'''

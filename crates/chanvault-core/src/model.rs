//! The channel/message model consumed by the sync engine.
//!
//! These are plain value types produced by the platform client adapters.
//! They carry only what the engine needs: ids, the attachment URLs, and
//! enough channel shape to decide text-capability and category membership.

use crate::ids::{AttachmentId, CategoryId, ChannelId, MessageId, ServerId};

/// A single file attached to a message.
#[derive(Debug, Clone, PartialEq, Eq)]
pub struct Attachment {
    pub id: AttachmentId,
    /// Direct download URL as reported by the platform.
    pub url: String,
}

/// A message as observed either in a history page or a live event.
#[derive(Debug, Clone, PartialEq, Eq)]
pub struct Message {
    pub id: MessageId,
    pub channel_id: ChannelId,
    pub attachments: Vec<Attachment>,
}

impl Message {
    /// Whether this message carries anything worth downloading.
    pub fn has_attachments(&self) -> bool {
        !self.attachments.is_empty()
    }
}

/// Kind of a channel, as far as the engine cares.
#[derive(Debug, Clone, Copy, PartialEq, Eq)]
pub enum ChannelKind {
    /// Regular text channel with message history.
    Text,
    /// Voice channel; no message history to mirror.
    Voice,
    /// Category container channel.
    Category,
    /// Anything else (forum, stage, ...).
    Other,
}

impl ChannelKind {
    /// Text-capable channels are the only ones eligible for backup.
    pub fn is_text(self) -> bool {
        matches!(self, ChannelKind::Text)
    }
}

/// A channel as listed by the platform directory.
#[derive(Debug, Clone, PartialEq, Eq)]
pub struct ChannelInfo {
    pub id: ChannelId,
    pub server_id: ServerId,
    pub name: String,
    pub kind: ChannelKind,
    /// Parent category, or [`CategoryId::NONE`] for top-level channels.
    pub category_id: CategoryId,
}

impl ChannelInfo {
    /// Convenience constructor for a text channel.
    pub fn text(
        id: impl Into<ChannelId>,
        server_id: impl Into<ServerId>,
        name: impl Into<String>,
        category_id: CategoryId,
    ) -> Self {
        Self {
            id: id.into(),
            server_id: server_id.into(),
            name: name.into(),
            kind: ChannelKind::Text,
            category_id,
        }
    }
}
//! Injected platform collaborator interfaces.
//!
//! The engine never opens its own platform session. The host wires in two
//! capabilities at construction time:
//!
//! - [`ChannelDirectory`] — the live server/channel/category listing and
//!   the permission check for reading history
//! - [`HistorySource`] — paged message history after a watermark
//!
//! Live new-message events arrive as plain [`Message`] values on whatever
//! channel the host chooses (see
//! [`SyncOrchestrator::run_live`](crate::orchestrator::SyncOrchestrator::run_live)).

use async_trait::async_trait;

use chanvault_core::{CategoryId, ChannelId, ChannelInfo, Message, MessageId, Result, ServerId};

/// Live view of the platform's server and channel topology.
#[async_trait]
pub trait ChannelDirectory: Send + Sync {
    /// Servers the session is a member of.
    async fn servers(&self) -> Result<Vec<ServerId>>;

    /// All channels of a server, regardless of kind.
    async fn channels(&self, server: ServerId) -> Result<Vec<ChannelInfo>>;

    /// The full category→channel membership of a server.
    ///
    /// Used by the selector's cache rebuild; one call covers every channel
    /// of the server, not just the one that missed.
    async fn category_members(
        &self,
        server: ServerId,
    ) -> Result<Vec<(CategoryId, Vec<ChannelId>)>>;

    /// Whether the session may read a channel's message history.
    async fn can_read_history(&self, channel: ChannelId) -> Result<bool>;

    /// Look up a channel by id across all servers, if it still exists.
    async fn find_channel(&self, channel: ChannelId) -> Result<Option<ChannelInfo>>;
}

/// Paged message-history access.
#[async_trait]
pub trait HistorySource: Send + Sync {
    /// The next page of messages strictly after `cursor`, delivered in
    /// ascending-id order. An empty page means the cursor is at the head
    /// of history.
    ///
    /// Implementations should return
    /// [`Error::PermissionDenied`](chanvault_core::Error::PermissionDenied)
    /// when the platform refuses access; the orchestrator skips the channel
    /// for that sweep pass and retries on the next one.
    async fn page_after(&self, channel: ChannelId, cursor: MessageId) -> Result<Vec<Message>>;
}
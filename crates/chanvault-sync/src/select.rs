//! Channel eligibility: whitelist matching with a category fallback.

use std::collections::HashMap;
use std::sync::Arc;

use parking_lot::Mutex;

use chanvault_core::{CategoryId, ChannelId, ServerId};

use crate::source::ChannelDirectory;
use crate::store::WhitelistStore;

/// The externally-owned whitelist matching predicate.
///
/// `key` is an opaque whitelist entry; `id` is a raw platform id (channel
/// or category). The policy decides what a key means — the engine only
/// cares about match order.
pub trait WhitelistPolicy: Send + Sync {
    fn object_ok(&self, key: &str, id: u64) -> bool;
}

/// Decides whether a channel is in scope for backup.
///
/// Whitelist keys are tested in configured order against the channel id
/// first, then against the category id; the first positive match wins, so
/// channel-level entries take precedence over category-level ones by
/// construction.
///
/// Category lookups go through a channel→category cache. On a miss the
/// selector rescans the *entire* category membership of the owning server
/// and repopulates every mapping observed — an O(serverChannelCount)
/// operation amortized across all siblings. The cache is memoization only,
/// never authoritative; [`ChannelSelector::invalidate`] clears it, and the
/// orchestrator does so at the start of every full sweep so a channel that
/// moved categories is re-resolved no later than the next sweep.
pub struct ChannelSelector {
    whitelist: Arc<WhitelistStore>,
    policy: Arc<dyn WhitelistPolicy>,
    directory: Arc<dyn ChannelDirectory>,
    category_cache: Mutex<HashMap<ChannelId, CategoryId>>,
}

impl ChannelSelector {
    pub fn new(
        whitelist: Arc<WhitelistStore>,
        policy: Arc<dyn WhitelistPolicy>,
        directory: Arc<dyn ChannelDirectory>,
    ) -> Self {
        Self {
            whitelist,
            policy,
            directory,
            category_cache: Mutex::new(HashMap::new()),
        }
    }

    /// First whitelist key (in list order) matching the given raw id.
    pub fn match_key(&self, id: u64) -> Option<String> {
        self.whitelist
            .keys()
            .into_iter()
            .find(|key| self.policy.object_ok(key, id))
    }

    /// Whether the channel is in scope, and under which whitelist key.
    ///
    /// The channel id is tested before the category id, so a channel-level
    /// match always wins over a category-level one.
    pub fn is_eligible(&self, channel: ChannelId, category: CategoryId) -> Option<String> {
        self.match_key(channel.get())
            .or_else(|| self.match_key(category.get()))
    }

    /// Parent category of a channel, via the cache.
    ///
    /// On a miss the whole server's category membership is rescanned and
    /// cached. Returns [`CategoryId::NONE`] if the channel has no parent
    /// category or disappeared mid-rebuild (non-fatal).
    pub async fn category_of(&self, server: ServerId, channel: ChannelId) -> CategoryId {
        if let Some(category) = self.category_cache.lock().get(&channel) {
            return *category;
        }

        match self.directory.category_members(server).await {
            Ok(members) => {
                let mut cache = self.category_cache.lock();
                for (category, channels) in members {
                    for member in channels {
                        cache.insert(member, category);
                    }
                }
                cache.get(&channel).copied().unwrap_or(CategoryId::NONE)
            }
            Err(e) => {
                tracing::warn!(
                    "Category scan of server {} failed: {}; treating channel {} as uncategorized",
                    server,
                    e,
                    channel
                );
                CategoryId::NONE
            }
        }
    }

    /// Drop every cached channel→category mapping.
    pub fn invalidate(&self) {
        self.category_cache.lock().clear();
    }

    /// Number of cached channel→category mappings.
    pub fn cached_mappings(&self) -> usize {
        self.category_cache.lock().len()
    }
}
#[tokio::test(flavor = "multi_thread")]
async fn backfill_pages_through_long_history() {
    let channel = ChannelId(22);
    let platform = FakePlatform::new(2); // force multiple pages
    platform.add_channel(ChannelInfo::text(22u64, 1u64, "general", CategoryId::NONE));
    platform.add_history(
        channel,
        vec![
            message(channel, 10, &[1]),
            message(channel, 11, &[]),
            message(channel, 12, &[2]),
            message(channel, 13, &[3]),
            message(channel, 14, &[]),
        ],
    );

    let h = harness(platform, &["key-a"], SetPolicy::with(&[("key-a", &[22])]));
    let worker = h.spawn_worker();

    let stats = h.orchestrator.backfill_all().await.unwrap();
    h.finish_worker(worker).await;

    assert_eq!(stats.pages, 3);
    assert_eq!(stats.messages, 5);
    assert_eq!(stats.enqueued, 3);
    assert_eq!(h.cursors.get(channel), MessageId(14));
    assert_eq!(count_files(&h.backup_root.join("key-a/22")), 3);
}

#[tokio::test]
async fn unwhitelisted_and_denied_channels_are_skipped() {
    let platform = FakePlatform::new(10);
    platform.add_channel(ChannelInfo::text(22u64, 1u64, "kept", CategoryId::NONE));
    platform.add_channel(ChannelInfo::text(23u64, 1u64, "ignored", CategoryId::NONE));
    platform.add_channel(ChannelInfo::text(24u64, 1u64, "private", CategoryId::NONE));
    platform.add_channel(ChannelInfo {
        id: ChannelId(25),
        server_id: SERVER,
        name: "voice".into(),
        kind: ChannelKind::Voice,
        category_id: CategoryId::NONE,
    });
    platform.deny_history(ChannelId(24));

    let h = harness(
        platform,
        &["key-a"],
        SetPolicy::with(&[("key-a", &[22, 24])]),
    );
    let stats = h.orchestrator.backfill_all().await.unwrap();

    // 22 backed up (empty history), 23 not whitelisted, 24 denied, 25 not
    // text-capable (never considered at all).
    assert_eq!(stats.channels_backed_up, 1);
    assert_eq!(stats.channels_skipped, 2);
    assert_eq!(stats.enqueued, 0);
}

'''

**EXERCISE DIRECTIONS:**
This exercise requires the lines of the entries containing the string "with".

**PROBLEM SOLUTION:**
    /// Regular text channel with message history.
//! Channel eligibility: whitelist matching with a category fallback.
    let h = harness(platform, &["key-a"], SetPolicy::with(&[("key-a", &[22])]));
        SetPolicy::with(&[("key-a", &[22, 24])]),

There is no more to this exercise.